Mayor of Columbus, Georgia
- In office 1991–1994
- Preceded by: James Jernigan
- Succeeded by: Bobby Peters

Personal details
- Born: November 4, 1938 Columbus, Georgia
- Died: August 12, 2012 (aged 73) Columbus, Georgia
- Party: Democratic
- Spouse: Helen
- Children: Frank, Jr., John, Katherine
- Alma mater: University of Georgia B.A. and J.D.
- Occupation: Mayor, attorney
- Nickname(s): Butch (called by childhood friends and family)

= Frank Martin (mayor) =

American lawyer

Frank Kieffer Martin (November 4, 1938 – August 12, 2012) was a prominent American defense attorney and a former mayor of Columbus, Georgia. Born in Columbus in 1938, Martin was elected as the 64th mayor of the city in 1990, taking over from James Jernigan.
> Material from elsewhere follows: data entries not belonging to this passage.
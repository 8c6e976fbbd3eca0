//! Document redactor - orchestrates redaction of one input file
//!
//! Text files go straight through the engine. Images are recognized and
//! redacted as a single page. PDFs use a two-pass protocol: every page is
//! recognized once to collect name tokens, and only after all pages finish
//! is each page recognized again and redacted with the document-wide token
//! set, so a name seen in full on a later page is also caught in its short
//! form on an earlier one.

use crate::adapters::factory::{create_collaborators, Collaborators};
use crate::adapters::traits::{PageWriter, Rasterizer, Recognizer};
use crate::config::RedactorConfig;
use crate::core::document::format;
use crate::domain::{RedactorError, Result};
use crate::redaction::engine::PageRedaction;
use crate::redaction::models::{InputKind, NameTokenSet, PageOutcome, RedactionOutcome};
use crate::redaction::RedactionEngine;
use crate::{log_document_complete, log_error_with_context, log_page_start};
use chrono::Utc;
use futures::stream::{self, StreamExt, TryStreamExt};
use image::RgbImage;
use std::path::{Path, PathBuf};
use std::sync::Arc;
use std::time::Instant;
use uuid::Uuid;

/// Per-run document options
#[derive(Debug, Clone)]
pub struct DocumentOptions {
    /// PDF render resolution
    pub dpi: u32,
    /// Write the redacted text next to the output
    pub write_text_output: bool,
    /// Suffix for the default output file name
    pub suffix: String,
    /// Pages processed concurrently within a pass
    pub max_parallel_pages: usize,
}

impl Default for DocumentOptions {
    fn default() -> Self {
        Self {
            dpi: crate::adapters::poppler::DEFAULT_DPI,
            write_text_output: true,
            suffix: "_redacted".to_string(),
            max_parallel_pages: 4,
        }
    }
}

impl DocumentOptions {
    pub fn from_config(config: &RedactorConfig) -> Self {
        Self {
            dpi: config.pdf.dpi,
            write_text_output: config.output.write_text_output,
            suffix: config.output.suffix.clone(),
            max_parallel_pages: config.output.max_parallel_pages.max(1),
        }
    }
}

/// Redacts whole documents using an engine and external collaborators
pub struct DocumentRedactor {
    engine: Arc<RedactionEngine>,
    rasterizer: Arc<dyn Rasterizer>,
    recognizer: Arc<dyn Recognizer>,
    writer: Arc<dyn PageWriter>,
    options: DocumentOptions,
}

impl DocumentRedactor {
    /// Create a document redactor from its parts
    ///
    /// A `max_parallel_pages` of zero is raised to one.
    pub fn new(
        engine: Arc<RedactionEngine>,
        collaborators: Collaborators,
        mut options: DocumentOptions,
    ) -> Self {
        options.max_parallel_pages = options.max_parallel_pages.max(1);
        Self {
            engine,
            rasterizer: collaborators.rasterizer,
            recognizer: collaborators.recognizer,
            writer: collaborators.writer,
            options,
        }
    }

    /// Create a document redactor from configuration
    ///
    /// # Errors
    ///
    /// Returns an error if the engine cannot be built.
    pub fn from_config(config: &RedactorConfig) -> Result<Self> {
        let engine = Arc::new(RedactionEngine::new(config.redaction_settings())?);
        Ok(Self::new(
            engine,
            create_collaborators(config),
            DocumentOptions::from_config(config),
        ))
    }

    /// The redaction engine
    pub fn engine(&self) -> &RedactionEngine {
        &self.engine
    }

    /// Run options
    pub fn options(&self) -> &DocumentOptions {
        &self.options
    }

    /// Default output path for `input`
    pub fn output_path_for(&self, input: &Path) -> PathBuf {
        format::default_output_path(input, &self.options.suffix)
    }

    /// Redact one file
    ///
    /// Writes the redacted document to `output` (or the default path) and,
    /// when enabled, the redacted text next to it. Any failure on any page
    /// aborts the document; nothing is written for a failed PDF.
    ///
    /// # Errors
    ///
    /// Returns [`RedactorError::SourceNotFound`] or
    /// [`RedactorError::UnsupportedInputFormat`] for bad inputs, and
    /// collaborator errors unchanged.
    pub async fn redact_file(&self, input: &Path, output: Option<&Path>) -> Result<RedactionOutcome> {
        let start_time = Instant::now();
        let kind = format::detect_input_kind(input)?;
        let output = output
            .map(Path::to_path_buf)
            .unwrap_or_else(|| self.output_path_for(input));

        tracing::info!(
            input = %input.display(),
            output = %output.display(),
            kind = %kind,
            mode = %self.engine.mode(),
            "Redacting document"
        );

        let result = match kind {
            InputKind::Text => self.redact_text_file(input, &output).await,
            InputKind::Image => self.redact_image_file(input, &output).await,
            InputKind::Pdf => self.redact_pdf(input, &output).await,
        };
        let (pages, propagated_names) = result.map_err(|e| {
            log_error_with_context!(&e, "Document redaction failed");
            e
        })?;

        let mut outcome = RedactionOutcome {
            run_id: Uuid::new_v4(),
            timestamp: Utc::now(),
            input: input.to_path_buf(),
            output,
            text_output: None,
            kind,
            mode: self.engine.mode(),
            pages,
            propagated_names,
            processing_time_ms: 0,
        };

        if self.options.write_text_output {
            let text = outcome.combined_text();
            if !text.is_empty() {
                let path = format::text_output_path(&outcome.output);
                self.writer.write_text(&text, &path)?;
                outcome.text_output = Some(path);
            }
        }

        let elapsed = start_time.elapsed();
        outcome.processing_time_ms = elapsed.as_millis() as u64;
        self.engine.audit(&outcome)?;

        log_document_complete!(outcome.pages.len(), outcome.total_matches(), elapsed);
        Ok(outcome)
    }

    async fn redact_text_file(
        &self,
        input: &Path,
        output: &Path,
    ) -> Result<(Vec<PageOutcome>, usize)> {
        let bytes = tokio::fs::read(input).await?;
        let text = String::from_utf8_lossy(&bytes).into_owned();

        let engine = Arc::clone(&self.engine);
        let redaction =
            tokio::task::spawn_blocking(move || engine.redact_buffer(&text, None)).await??;

        self.writer.write_text(&redaction.redacted_text, output)?;

        Ok((
            vec![PageOutcome {
                page_number: 1,
                matches: redaction.matches,
                redacted_text: redaction.redacted_text,
                rects_drawn: 0,
            }],
            0,
        ))
    }

    async fn redact_image_file(
        &self,
        input: &Path,
        output: &Path,
    ) -> Result<(Vec<PageOutcome>, usize)> {
        let engine = Arc::clone(&self.engine);
        let rasterizer = Arc::clone(&self.rasterizer);
        let recognizer = Arc::clone(&self.recognizer);
        let path = input.to_path_buf();

        let (image, redaction) = tokio::task::spawn_blocking(move || {
            let page = rasterizer.load_image(&path)?;
            redact_page(&engine, recognizer.as_ref(), page, None)
        })
        .await??;

        self.writer.write_image(&image, output)?;

        Ok((vec![page_outcome(1, redaction)], 0))
    }

    async fn redact_pdf(&self, input: &Path, output: &Path) -> Result<(Vec<PageOutcome>, usize)> {
        let rasterizer = Arc::clone(&self.rasterizer);
        let path = input.to_path_buf();
        let dpi = self.options.dpi;
        let pages = tokio::task::spawn_blocking(move || rasterizer.rasterize(&path, dpi)).await??;

        tracing::info!(pages = pages.len(), dpi, "PDF rasterized");

        let pages = Arc::new(pages);
        let known_names = Arc::new(self.discover_names(Arc::clone(&pages)).await?);
        let pages = Arc::try_unwrap(pages).unwrap_or_else(|shared| shared.as_ref().clone());

        tracing::info!(
            name_tokens = known_names.len(),
            "Name discovery complete, redacting pages"
        );

        let redacted = self.redact_pages(pages, Arc::clone(&known_names)).await?;

        let mut images = Vec::with_capacity(redacted.len());
        let mut outcomes = Vec::with_capacity(redacted.len());
        for (index, (image, redaction)) in redacted.into_iter().enumerate() {
            images.push(image);
            outcomes.push(page_outcome(index + 1, redaction));
        }

        let writer = Arc::clone(&self.writer);
        let out = output.to_path_buf();
        tokio::task::spawn_blocking(move || writer.write_pages(&images, dpi, &out)).await??;

        Ok((outcomes, known_names.len()))
    }

    /// Discovery pass: name tokens found on any page, without propagation
    ///
    /// Returns only after every page has been processed.
    pub async fn discover_names(&self, pages: Arc<Vec<RgbImage>>) -> Result<NameTokenSet> {
        let total = pages.len();

        let per_page: Vec<NameTokenSet> = stream::iter(0..total)
            .map(|index| {
                let engine = Arc::clone(&self.engine);
                let recognizer = Arc::clone(&self.recognizer);
                let pages = Arc::clone(&pages);
                tokio::task::spawn_blocking(move || {
                    log_page_start!("discovery", index + 1, total);
                    let prepared = engine.prepare_page(&pages[index]);
                    let tokens = recognizer.recognize(&prepared.image)?;
                    engine.discover_page_names(&tokens)
                })
            })
            .buffered(self.options.max_parallel_pages)
            .map(|joined| joined.map_err(RedactorError::from).and_then(|r| r))
            .try_collect()
            .await?;

        Ok(per_page.into_iter().flatten().collect())
    }

    /// Redaction pass: every page with the document-wide name tokens
    ///
    /// Results keep page order.
    pub async fn redact_pages(
        &self,
        pages: Vec<RgbImage>,
        known_names: Arc<NameTokenSet>,
    ) -> Result<Vec<(RgbImage, PageRedaction)>> {
        let total = pages.len();

        stream::iter(pages.into_iter().enumerate())
            .map(|(index, page)| {
                let engine = Arc::clone(&self.engine);
                let recognizer = Arc::clone(&self.recognizer);
                let known_names = Arc::clone(&known_names);
                tokio::task::spawn_blocking(move || {
                    log_page_start!("redaction", index + 1, total);
                    redact_page(&engine, recognizer.as_ref(), page, Some(&known_names))
                })
            })
            .buffered(self.options.max_parallel_pages)
            .map(|joined| joined.map_err(RedactorError::from).and_then(|r| r))
            .try_collect()
            .await
    }
}

/// Recognize and redact one page bitmap
fn redact_page(
    engine: &RedactionEngine,
    recognizer: &dyn Recognizer,
    mut page: RgbImage,
    known_names: Option<&NameTokenSet>,
) -> Result<(RgbImage, PageRedaction)> {
    let prepared = engine.prepare_page(&page);
    let tokens = recognizer.recognize(&prepared.image)?;
    let redaction = engine.redact_page(&mut page, prepared.scale_factor, &tokens, known_names)?;

    tracing::debug!(
        matches = redaction.matches.len(),
        rects = redaction.rects_drawn,
        "Page redacted"
    );

    Ok((page, redaction))
}

fn page_outcome(page_number: usize, redaction: PageRedaction) -> PageOutcome {
    PageOutcome {
        page_number,
        matches: redaction.matches,
        redacted_text: redaction.redacted_text,
        rects_drawn: redaction.rects_drawn,
    }
}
During his tenure as mayor, Martin was instrumental in advocating for a new 1-percent sales tax that was used to fund the construction of a new civic center, public safety building, and recreational facilities. Additionally, Columbus won the bid to host the 1996 Olympic softball competition under Martin's leadership. He served as mayor from 1991 to 1994.

He died from complications of pancreatic cancer in 2012 at the age of 73.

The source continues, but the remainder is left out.